[YOUR TASK]
Below are the records; pull every line that includes "crate".
-- LISTED ENTRIES follows --
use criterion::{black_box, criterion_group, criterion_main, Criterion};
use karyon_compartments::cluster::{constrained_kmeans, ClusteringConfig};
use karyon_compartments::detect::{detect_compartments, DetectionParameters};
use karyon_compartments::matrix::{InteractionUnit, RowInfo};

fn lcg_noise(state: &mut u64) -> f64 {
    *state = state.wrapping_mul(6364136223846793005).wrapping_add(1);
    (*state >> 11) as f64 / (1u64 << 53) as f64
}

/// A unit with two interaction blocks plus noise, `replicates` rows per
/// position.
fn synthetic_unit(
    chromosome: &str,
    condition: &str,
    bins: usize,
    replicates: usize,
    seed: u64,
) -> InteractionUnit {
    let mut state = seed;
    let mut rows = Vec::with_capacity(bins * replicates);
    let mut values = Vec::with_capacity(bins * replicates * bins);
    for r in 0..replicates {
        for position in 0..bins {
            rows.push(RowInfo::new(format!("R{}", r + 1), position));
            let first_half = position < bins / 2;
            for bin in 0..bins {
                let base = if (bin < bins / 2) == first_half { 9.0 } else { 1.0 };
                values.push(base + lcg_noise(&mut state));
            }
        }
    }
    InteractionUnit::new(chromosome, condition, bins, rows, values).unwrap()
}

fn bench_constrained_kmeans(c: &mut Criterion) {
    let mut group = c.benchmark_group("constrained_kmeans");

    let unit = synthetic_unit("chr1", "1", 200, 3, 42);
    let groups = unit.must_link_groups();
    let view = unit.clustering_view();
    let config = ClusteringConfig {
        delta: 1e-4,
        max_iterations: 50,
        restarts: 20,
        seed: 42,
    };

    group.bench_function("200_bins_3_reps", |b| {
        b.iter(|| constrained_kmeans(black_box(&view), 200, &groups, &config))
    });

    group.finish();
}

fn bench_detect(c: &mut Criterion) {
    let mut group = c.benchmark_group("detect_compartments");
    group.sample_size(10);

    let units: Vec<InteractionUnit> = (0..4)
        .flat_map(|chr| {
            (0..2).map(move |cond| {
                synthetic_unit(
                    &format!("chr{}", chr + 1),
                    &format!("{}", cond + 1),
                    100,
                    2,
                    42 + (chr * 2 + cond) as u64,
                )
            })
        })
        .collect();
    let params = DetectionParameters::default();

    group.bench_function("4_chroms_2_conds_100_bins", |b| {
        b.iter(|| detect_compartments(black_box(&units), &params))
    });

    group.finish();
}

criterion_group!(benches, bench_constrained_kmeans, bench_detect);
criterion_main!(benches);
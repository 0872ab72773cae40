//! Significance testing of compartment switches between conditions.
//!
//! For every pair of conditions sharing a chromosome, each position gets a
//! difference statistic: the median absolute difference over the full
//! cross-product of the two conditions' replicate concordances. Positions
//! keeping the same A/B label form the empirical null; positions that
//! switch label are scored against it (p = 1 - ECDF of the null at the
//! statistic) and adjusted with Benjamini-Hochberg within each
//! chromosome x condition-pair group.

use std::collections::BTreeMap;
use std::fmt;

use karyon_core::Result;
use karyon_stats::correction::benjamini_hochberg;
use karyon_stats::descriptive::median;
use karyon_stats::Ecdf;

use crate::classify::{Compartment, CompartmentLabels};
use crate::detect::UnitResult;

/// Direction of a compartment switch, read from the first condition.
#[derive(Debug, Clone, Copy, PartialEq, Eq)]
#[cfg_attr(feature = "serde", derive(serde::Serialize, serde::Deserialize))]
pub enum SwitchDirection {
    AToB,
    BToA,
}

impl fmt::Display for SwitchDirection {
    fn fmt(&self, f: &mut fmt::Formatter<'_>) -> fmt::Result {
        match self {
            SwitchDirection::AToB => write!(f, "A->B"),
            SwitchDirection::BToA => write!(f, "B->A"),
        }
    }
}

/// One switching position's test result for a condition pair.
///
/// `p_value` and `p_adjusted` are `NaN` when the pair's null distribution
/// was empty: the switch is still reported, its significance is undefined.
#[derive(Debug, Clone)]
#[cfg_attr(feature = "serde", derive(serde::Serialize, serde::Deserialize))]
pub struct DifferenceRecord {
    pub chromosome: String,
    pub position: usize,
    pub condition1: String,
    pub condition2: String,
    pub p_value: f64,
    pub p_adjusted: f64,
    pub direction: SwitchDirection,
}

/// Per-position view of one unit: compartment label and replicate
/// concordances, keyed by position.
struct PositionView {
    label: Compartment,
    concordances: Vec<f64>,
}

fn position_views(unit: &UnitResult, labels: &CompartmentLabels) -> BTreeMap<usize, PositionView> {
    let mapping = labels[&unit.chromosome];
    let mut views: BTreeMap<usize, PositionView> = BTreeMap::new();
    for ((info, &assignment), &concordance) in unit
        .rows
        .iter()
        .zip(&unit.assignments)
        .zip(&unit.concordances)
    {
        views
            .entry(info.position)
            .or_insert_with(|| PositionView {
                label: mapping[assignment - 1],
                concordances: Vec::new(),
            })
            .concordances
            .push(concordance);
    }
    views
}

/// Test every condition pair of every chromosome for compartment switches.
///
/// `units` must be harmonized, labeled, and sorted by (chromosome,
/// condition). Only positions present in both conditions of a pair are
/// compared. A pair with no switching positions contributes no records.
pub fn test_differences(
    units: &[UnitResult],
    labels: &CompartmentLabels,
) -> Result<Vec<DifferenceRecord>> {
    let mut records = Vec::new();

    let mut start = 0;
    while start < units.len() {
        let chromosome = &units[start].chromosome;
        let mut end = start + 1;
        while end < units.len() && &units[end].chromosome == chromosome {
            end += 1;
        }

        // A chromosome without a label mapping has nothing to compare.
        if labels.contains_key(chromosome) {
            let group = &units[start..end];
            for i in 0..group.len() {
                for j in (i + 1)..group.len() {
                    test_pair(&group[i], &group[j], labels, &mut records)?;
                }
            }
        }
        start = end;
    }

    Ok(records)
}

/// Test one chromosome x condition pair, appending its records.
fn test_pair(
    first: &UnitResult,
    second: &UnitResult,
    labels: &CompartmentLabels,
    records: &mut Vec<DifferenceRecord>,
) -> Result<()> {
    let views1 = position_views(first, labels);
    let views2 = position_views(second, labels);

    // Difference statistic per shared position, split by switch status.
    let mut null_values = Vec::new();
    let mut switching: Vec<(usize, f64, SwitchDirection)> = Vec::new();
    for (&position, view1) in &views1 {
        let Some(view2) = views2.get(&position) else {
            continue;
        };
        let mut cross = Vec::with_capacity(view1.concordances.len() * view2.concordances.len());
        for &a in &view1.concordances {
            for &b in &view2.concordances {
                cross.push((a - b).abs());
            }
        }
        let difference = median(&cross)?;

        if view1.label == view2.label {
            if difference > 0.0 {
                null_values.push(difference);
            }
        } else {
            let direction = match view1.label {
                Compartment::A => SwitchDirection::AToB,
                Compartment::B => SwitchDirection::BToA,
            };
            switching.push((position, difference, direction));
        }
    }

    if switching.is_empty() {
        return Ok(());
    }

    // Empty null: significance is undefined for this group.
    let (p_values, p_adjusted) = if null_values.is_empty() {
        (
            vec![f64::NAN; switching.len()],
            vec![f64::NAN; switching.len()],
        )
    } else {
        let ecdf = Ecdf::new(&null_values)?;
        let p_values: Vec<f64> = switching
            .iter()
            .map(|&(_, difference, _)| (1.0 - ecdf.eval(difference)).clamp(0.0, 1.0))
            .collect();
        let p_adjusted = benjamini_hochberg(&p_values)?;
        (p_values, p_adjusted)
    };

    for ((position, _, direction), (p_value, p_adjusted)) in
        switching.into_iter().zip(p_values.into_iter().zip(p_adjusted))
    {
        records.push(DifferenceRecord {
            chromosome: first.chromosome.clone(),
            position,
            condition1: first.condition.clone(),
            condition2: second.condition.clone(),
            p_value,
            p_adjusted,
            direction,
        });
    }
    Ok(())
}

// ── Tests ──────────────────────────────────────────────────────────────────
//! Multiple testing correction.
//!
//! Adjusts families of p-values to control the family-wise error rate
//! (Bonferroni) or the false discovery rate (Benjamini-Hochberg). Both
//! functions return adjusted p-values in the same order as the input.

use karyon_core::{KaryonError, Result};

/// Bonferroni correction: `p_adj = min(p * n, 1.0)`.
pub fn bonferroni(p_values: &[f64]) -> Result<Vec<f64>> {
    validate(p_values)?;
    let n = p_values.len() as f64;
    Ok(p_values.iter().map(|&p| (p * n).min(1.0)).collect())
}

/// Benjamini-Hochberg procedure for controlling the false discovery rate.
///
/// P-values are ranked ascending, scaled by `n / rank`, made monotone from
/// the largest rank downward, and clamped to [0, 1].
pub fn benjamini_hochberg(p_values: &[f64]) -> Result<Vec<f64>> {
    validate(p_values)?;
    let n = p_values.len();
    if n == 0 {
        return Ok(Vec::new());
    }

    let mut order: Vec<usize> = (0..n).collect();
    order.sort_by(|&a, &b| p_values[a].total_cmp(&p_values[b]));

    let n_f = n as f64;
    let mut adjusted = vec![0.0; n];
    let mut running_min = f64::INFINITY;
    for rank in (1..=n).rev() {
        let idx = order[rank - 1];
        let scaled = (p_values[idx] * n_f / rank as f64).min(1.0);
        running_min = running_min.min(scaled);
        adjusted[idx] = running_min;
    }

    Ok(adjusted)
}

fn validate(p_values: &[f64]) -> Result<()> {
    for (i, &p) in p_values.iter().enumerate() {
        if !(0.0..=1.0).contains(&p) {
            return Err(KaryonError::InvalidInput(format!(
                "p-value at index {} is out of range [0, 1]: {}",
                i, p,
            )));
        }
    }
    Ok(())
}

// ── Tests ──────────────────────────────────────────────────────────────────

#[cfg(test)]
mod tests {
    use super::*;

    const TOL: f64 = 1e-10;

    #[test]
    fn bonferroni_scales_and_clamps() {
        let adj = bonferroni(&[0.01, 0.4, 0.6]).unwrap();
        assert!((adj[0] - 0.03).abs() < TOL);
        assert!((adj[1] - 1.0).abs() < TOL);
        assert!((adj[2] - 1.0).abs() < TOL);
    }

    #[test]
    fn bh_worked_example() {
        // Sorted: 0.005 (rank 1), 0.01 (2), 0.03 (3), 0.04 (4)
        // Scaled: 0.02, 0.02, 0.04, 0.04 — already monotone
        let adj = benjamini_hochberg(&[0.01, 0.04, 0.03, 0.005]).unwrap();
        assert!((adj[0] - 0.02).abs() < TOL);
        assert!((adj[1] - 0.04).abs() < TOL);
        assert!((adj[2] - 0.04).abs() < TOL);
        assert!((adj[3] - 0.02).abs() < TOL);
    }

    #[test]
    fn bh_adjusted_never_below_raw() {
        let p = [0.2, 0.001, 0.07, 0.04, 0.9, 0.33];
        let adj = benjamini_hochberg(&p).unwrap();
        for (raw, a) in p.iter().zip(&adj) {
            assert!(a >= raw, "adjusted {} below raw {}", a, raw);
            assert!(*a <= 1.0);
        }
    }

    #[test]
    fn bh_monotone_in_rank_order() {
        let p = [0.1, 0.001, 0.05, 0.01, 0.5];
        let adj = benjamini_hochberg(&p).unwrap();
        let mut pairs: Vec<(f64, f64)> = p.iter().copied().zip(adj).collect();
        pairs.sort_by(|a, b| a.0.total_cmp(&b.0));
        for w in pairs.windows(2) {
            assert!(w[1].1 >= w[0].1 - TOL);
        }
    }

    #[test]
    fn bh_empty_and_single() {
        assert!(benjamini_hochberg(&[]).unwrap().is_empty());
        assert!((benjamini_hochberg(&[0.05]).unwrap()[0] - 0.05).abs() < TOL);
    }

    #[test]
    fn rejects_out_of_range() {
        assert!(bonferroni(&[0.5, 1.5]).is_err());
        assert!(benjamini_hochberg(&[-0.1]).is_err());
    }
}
-- LISTED ENTRIES concluded --
-- LISTED ENTRIES follows --
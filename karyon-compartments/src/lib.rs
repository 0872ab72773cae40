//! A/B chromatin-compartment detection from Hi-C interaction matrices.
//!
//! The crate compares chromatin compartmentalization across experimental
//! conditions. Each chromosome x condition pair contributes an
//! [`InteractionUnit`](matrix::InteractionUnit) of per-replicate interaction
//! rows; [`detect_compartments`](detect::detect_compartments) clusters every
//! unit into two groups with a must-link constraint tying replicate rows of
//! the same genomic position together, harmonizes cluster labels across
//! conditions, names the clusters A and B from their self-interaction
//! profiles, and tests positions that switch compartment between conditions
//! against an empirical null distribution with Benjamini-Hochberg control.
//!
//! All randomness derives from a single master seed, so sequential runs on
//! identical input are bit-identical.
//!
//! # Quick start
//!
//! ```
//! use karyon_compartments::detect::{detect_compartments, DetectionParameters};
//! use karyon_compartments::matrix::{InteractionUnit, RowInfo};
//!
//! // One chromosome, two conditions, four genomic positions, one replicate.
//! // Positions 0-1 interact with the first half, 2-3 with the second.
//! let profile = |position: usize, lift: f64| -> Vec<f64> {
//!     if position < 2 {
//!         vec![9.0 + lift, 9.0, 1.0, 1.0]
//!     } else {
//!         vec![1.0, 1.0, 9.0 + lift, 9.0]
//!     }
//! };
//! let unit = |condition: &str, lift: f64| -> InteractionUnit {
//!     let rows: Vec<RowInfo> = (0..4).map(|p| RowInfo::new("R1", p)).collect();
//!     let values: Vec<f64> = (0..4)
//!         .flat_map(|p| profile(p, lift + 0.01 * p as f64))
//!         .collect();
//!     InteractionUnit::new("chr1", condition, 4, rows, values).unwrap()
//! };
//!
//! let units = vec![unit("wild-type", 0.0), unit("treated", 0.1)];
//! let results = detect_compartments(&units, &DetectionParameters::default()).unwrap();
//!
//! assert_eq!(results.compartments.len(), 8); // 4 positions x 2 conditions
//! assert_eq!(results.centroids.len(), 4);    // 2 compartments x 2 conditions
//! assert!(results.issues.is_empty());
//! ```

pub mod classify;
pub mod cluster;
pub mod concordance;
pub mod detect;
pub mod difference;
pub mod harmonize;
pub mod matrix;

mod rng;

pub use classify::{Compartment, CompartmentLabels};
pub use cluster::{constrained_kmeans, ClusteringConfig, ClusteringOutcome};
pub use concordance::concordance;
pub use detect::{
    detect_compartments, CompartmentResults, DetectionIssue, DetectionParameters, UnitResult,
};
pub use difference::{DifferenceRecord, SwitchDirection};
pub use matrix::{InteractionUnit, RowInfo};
-- LISTED ENTRIES concluded --
[COMPLETED EXERCISE]
use crate::classify::{Compartment, CompartmentLabels};
use crate::detect::UnitResult;
//! The crate compares chromatin compartmentalization across experimental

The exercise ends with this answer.